Such is the life of the objects in Dahomey.


Dahomey, the new film from French director Mati Diop, follows the return of 26 artifacts from France to their country of origin, the former Kingdom of Dahomey, now Benin (let’s add on the fact that your home isn’t even called the same thing as when you left). The repatriation is both an apology for the destruction caused by French colonialism and a reassertion of its power. It is a reclamation of meaningful cultural objects and a funeral for a culture that no longer exists. It is a joyful celebration and a savage insult.


Discussions around repatriation often center on how we assign value to the cultural objects in question. Is it better to keep looted art in, say, the Met or the British Museum because those institutions have a wealth of resources to preserve the materials, or is it better to have the materials be exhibited in their own country with an audience of their people? Dahomey, a pseudo-documentary that blends real-life footage with surreal elements, deepens the argument by exploring this sense of agency through a variety of different channels, offering, for example, the points of view of the objects themselves. The obdurate physicality of the artifacts she chronicles is clear enough; in one scene, we watch museum handlers carefully package them for shipment. But in this film, the objects are just as alive as the handlers that move them. Diop revels in doubleness. An artifact is both an object and a subject. A place can be both home and foreign. A documentary, we find, can be both real and mystical.


In the film, we hear the thoughts of a large wooden statue of Dahomey’s King Ghezo. The statue, standing upright, looms over the heads of the workers. His is made of dark wood and adorned with silver accessories: tassels on his arms and a solid metal band around his waist (“painted wood, metal, fibers,” notes one of the museum handlers). He stands face-forward, right arm raised in a defiant fist. He is traveling with his family: his son, King Glele, a bright orange lion-man hybrid, and his grandson King Béhanzin, a scaly, blue human-shark combination with large fishlike eyes and strong fins jutting out of his body. It is King Ghezo who narrates in an otherworldly, metallic voice (in Fon, the native language of Benin). “I’m torn between the fear of not being recognized by anyone and not recognizing anything,” he says.
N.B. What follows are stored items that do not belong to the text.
//! One language's editable buffer.

use super::dual::LanguageSlot;
use super::surface::RichTextSurface;
use crate::error::{Error, Result};
use crate::extractors::ExtractedDocument;

/// Proof that an import into a buffer is in flight.
///
/// Returned by [`EditorBuffer::begin_import`] and consumed by
/// [`EditorBuffer::finish_import`].
#[derive(Debug, PartialEq, Eq)]
#[must_use = "an unfinished import keeps the buffer busy"]
pub struct ImportTicket {
    slot: LanguageSlot,
    sequence: u64,
}

impl ImportTicket {
    /// Buffer the import targets.
    pub fn slot(&self) -> LanguageSlot {
        self.slot
    }

    /// Sequence number taken when the import started.
    pub fn sequence(&self) -> u64 {
        self.sequence
    }
}

/// What happened to a successful import result.
#[derive(Debug, Clone, Copy, PartialEq, Eq)]
pub enum ImportOutcome {
    /// The buffer now holds the imported HTML.
    Applied,
    /// Another write started after the import; the result was dropped.
    DiscardedStale,
}

/// HTML buffer bound to a rich-text surface.
#[derive(Debug)]
pub struct EditorBuffer<S> {
    slot: LanguageSlot,
    surface: S,
    current_html: String,
    sequence: u64,
    last_write: u64,
    in_flight: Option<u64>,
}

impl<S: RichTextSurface> EditorBuffer<S> {
    /// Wrap `surface`; the buffer starts with whatever it shows.
    pub fn new(slot: LanguageSlot, surface: S) -> Self {
        let current_html = surface.read();
        Self {
            slot,
            surface,
            current_html,
            sequence: 0,
            last_write: 0,
            in_flight: None,
        }
    }

    /// Which language this buffer holds.
    pub fn slot(&self) -> LanguageSlot {
        self.slot
    }

    /// The last HTML written to the buffer.
    pub fn current_html(&self) -> &str {
        &self.current_html
    }

    /// The wrapped surface.
    pub fn surface(&self) -> &S {
        &self.surface
    }

    /// The wrapped surface, e.g. to register change listeners.
    pub fn surface_mut(&mut self) -> &mut S {
        &mut self.surface
    }

    /// Consume the buffer, returning its surface.
    pub fn into_surface(self) -> S {
        self.surface
    }

    /// True while an import is in flight.
    pub fn is_importing(&self) -> bool {
        self.in_flight.is_some()
    }

    fn next_sequence(&mut self) -> u64 {
        self.sequence += 1;
        self.sequence
    }

    fn replace(&mut self, html: &str) {
        self.last_write = self.next_sequence();
        self.current_html = html.to_string();
        self.surface.write(html);
    }

    /// Set the initial content, e.g. from a fetched content item.
    pub fn load_initial(&mut self, html: &str) {
        self.replace(html);
    }

    /// Record a user edit. The surface already shows `html`.
    pub fn on_user_edit(&mut self, html: &str) {
        self.last_write = self.next_sequence();
        self.current_html = html.to_string();
    }

    /// Replace the content with imported HTML.
    pub fn on_programmatic_import(&mut self, html: &str) {
        log::debug!("{} buffer: programmatic import of {} bytes", self.slot, html.len());
        self.replace(html);
    }

    /// Apply content pushed from outside (e.g. a refetch).
    ///
    /// Skipped when the surface already shows exactly `html`, so the
    /// cursor is not reset by a no-op write. Returns whether it applied.
    pub fn on_external_update(&mut self, html: &str) -> bool {
        if self.surface.read() == html {
            log::trace!("{} buffer: external update unchanged, skipped", self.slot);
            return false;
        }
        self.replace(html);
        true
    }

    /// Apply an extraction result.
    ///
    /// On error the buffer is left untouched and the error returned.
    pub fn apply_extraction(&mut self, result: Result<ExtractedDocument>) -> Result<()> {
        let extracted = result?;
        self.on_programmatic_import(extracted.html());
        Ok(())
    }

    /// Mark an import as started.
    ///
    /// Fails with [`Error::ImportInProgress`] if one is already running.
    pub fn begin_import(&mut self) -> Result<ImportTicket> {
        if self.in_flight.is_some() {
            return Err(Error::ImportInProgress(self.slot));
        }
        let sequence = self.next_sequence();
        self.in_flight = Some(sequence);
        Ok(ImportTicket {
            slot: self.slot,
            sequence,
        })
    }

    /// Complete an import started with [`begin_import`](Self::begin_import).
    ///
    /// Errors are returned with the buffer untouched. A successful result is
    /// applied only if no write was started after the ticket was taken.
    pub fn finish_import(
        &mut self,
        ticket: ImportTicket,
        result: Result<ExtractedDocument>,
    ) -> Result<ImportOutcome> {
        let current = self.in_flight == Some(ticket.sequence) && ticket.slot == self.slot;
        if current {
            self.in_flight = None;
        }

        let extracted = result?;
        if !current || self.last_write > ticket.sequence {
            log::debug!(
                "{} buffer: import #{} superseded by write #{}, discarded",
                self.slot,
                ticket.sequence,
                self.last_write
            );
            return Ok(ImportOutcome::DiscardedStale);
        }

        self.on_programmatic_import(extracted.html());
        Ok(ImportOutcome::Applied)
    }
}

#[cfg(test)]
mod tests {
    use super::*;
    use crate::editor::MemorySurface;
    use crate::extractors::DocumentFormat;

    fn buffer() -> EditorBuffer<MemorySurface> {
        EditorBuffer::new(LanguageSlot::Target, MemorySurface::new())
    }

    fn extracted(html: &str) -> Result<ExtractedDocument> {
        Ok(ExtractedDocument {
            format: DocumentFormat::Pdf,
            html: html.to_string(),
            page_count: 1,
            line_count: 1,
        })
    }

    #[test]
    fn test_change_events_forwarded_through_channel() {
        let (tx, rx) = std::sync::mpsc::channel::<String>();
        let mut buf = buffer();
        buf.surface_mut().on_change(Box::new(move |html| {
            let _ = tx.send(html.to_string());
        }));

        let ticket = buf.begin_import().unwrap();
        buf.surface_mut().type_text("<p>typed</p>");
        for html in rx.try_iter() {
            buf.on_user_edit(&html);
        }

        let outcome = buf.finish_import(ticket, extracted("late<br/><br/>")).unwrap();
        assert_eq!(outcome, ImportOutcome::DiscardedStale);
        assert_eq!(buf.current_html(), "<p>typed</p>");
        // The import write never reached the listener.
        assert!(rx.try_recv().is_err());
    }

    #[test]
    fn test_new_reads_surface() {
        let buf = EditorBuffer::new(LanguageSlot::Source, MemorySurface::with_content("<p>x</p>"));
        assert_eq!(buf.current_html(), "<p>x</p>");
        assert!(!buf.is_importing());
    }

    #[test]
    fn test_import_replaces_content() {
        let mut buf = buffer();
        buf.load_initial("<p>old</p>");
        buf.on_programmatic_import("new<br/><br/>");
        assert_eq!(buf.current_html(), "new<br/><br/>");
        assert_eq!(buf.surface().read(), "new<br/><br/>");
    }

    #[test]
    fn test_user_edit_does_not_write_surface() {
        let mut buf = buffer();
        buf.surface_mut().type_text("<p>typed</p>");
        buf.on_user_edit("<p>typed</p>");
        assert_eq!(buf.current_html(), "<p>typed</p>");
        assert_eq!(buf.surface().write_count(), 0);
    }

    #[test]
    fn test_external_update_equality_check() {
        let mut buf = buffer();
        buf.load_initial("<p>same</p>");
        assert!(!buf.on_external_update("<p>same</p>"));
        assert_eq!(buf.surface().write_count(), 1);
        assert!(buf.on_external_update("<p>changed</p>"));
        assert_eq!(buf.current_html(), "<p>changed</p>");
    }

    #[test]
    fn test_failed_extraction_leaves_buffer() {
        let mut buf = buffer();
        buf.load_initial("<p>keep</p>");
        let err = buf.apply_extraction(Err(Error::NoExtractableText)).unwrap_err();
        assert!(matches!(err, Error::NoExtractableText));
        assert_eq!(buf.current_html(), "<p>keep</p>");
        assert_eq!(buf.surface().write_count(), 1);
    }

    #[test]
    fn test_ticket_applied() {
        let mut buf = buffer();
        let ticket = buf.begin_import().unwrap();
        assert!(buf.is_importing());
        let outcome = buf.finish_import(ticket, extracted("done<br/><br/>")).unwrap();
        assert_eq!(outcome, ImportOutcome::Applied);
        assert_eq!(buf.current_html(), "done<br/><br/>");
        assert!(!buf.is_importing());
    }

    #[test]
    fn test_second_import_rejected() {
        let mut buf = buffer();
        let _ticket = buf.begin_import().unwrap();
        let err = buf.begin_import().unwrap_err();
        assert!(matches!(err, Error::ImportInProgress(LanguageSlot::Target)));
    }

    #[test]
    fn test_stale_import_discarded() {
        let mut buf = buffer();
        let ticket = buf.begin_import().unwrap();
        buf.on_user_edit("<p>typed meanwhile</p>");
        let outcome = buf.finish_import(ticket, extracted("late")).unwrap();
        assert_eq!(outcome, ImportOutcome::DiscardedStale);
        assert_eq!(buf.current_html(), "<p>typed meanwhile</p>");
        assert!(!buf.is_importing());
    }

    #[test]
    fn test_failed_import_clears_busy_flag() {
        let mut buf = buffer();
        buf.load_initial("<p>keep</p>");
        let ticket = buf.begin_import().unwrap();
        assert!(buf.finish_import(ticket, Err(Error::NoExtractableText)).is_err());
        assert!(!buf.is_importing());
        assert_eq!(buf.current_html(), "<p>keep</p>");
        assert!(buf.begin_import().is_ok());
    }
}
“The first gesture was to make sure these artifacts stopped being objectified and could again become subjects with agency, with point of views, with subjectivity,” Diop told NPR. This is a central theme not only of Dahomey but also of Diop’s filmmaking as a whole: allowing things (or people) to speak for themselves. Her first feature, Atlantics (2019), depicts a group of young men who leave their home of Dakar and set out for Spain to find work. After the men perish at sea, we follow the story of the women they left behind. Like in Dahomey, Diop invokes the supernatural to allow feelings, and humanity, to traverse time and space: the men’s souls can return to Senegal and inhabit the bodies of the living, including the women. During her interviews, she critiqued the way the media took stories of refugees dying and turned them into abstractions and mere statistics. The media’s approach “totally avoids the existential and individual dimension of it,” she said. The reductive narratives we assign to issues, whether it’s repatriation or immigration, are not sufficient. As Diop sees it, the only way to really get to the heart of an issue is to listen to the people (or objects) involved.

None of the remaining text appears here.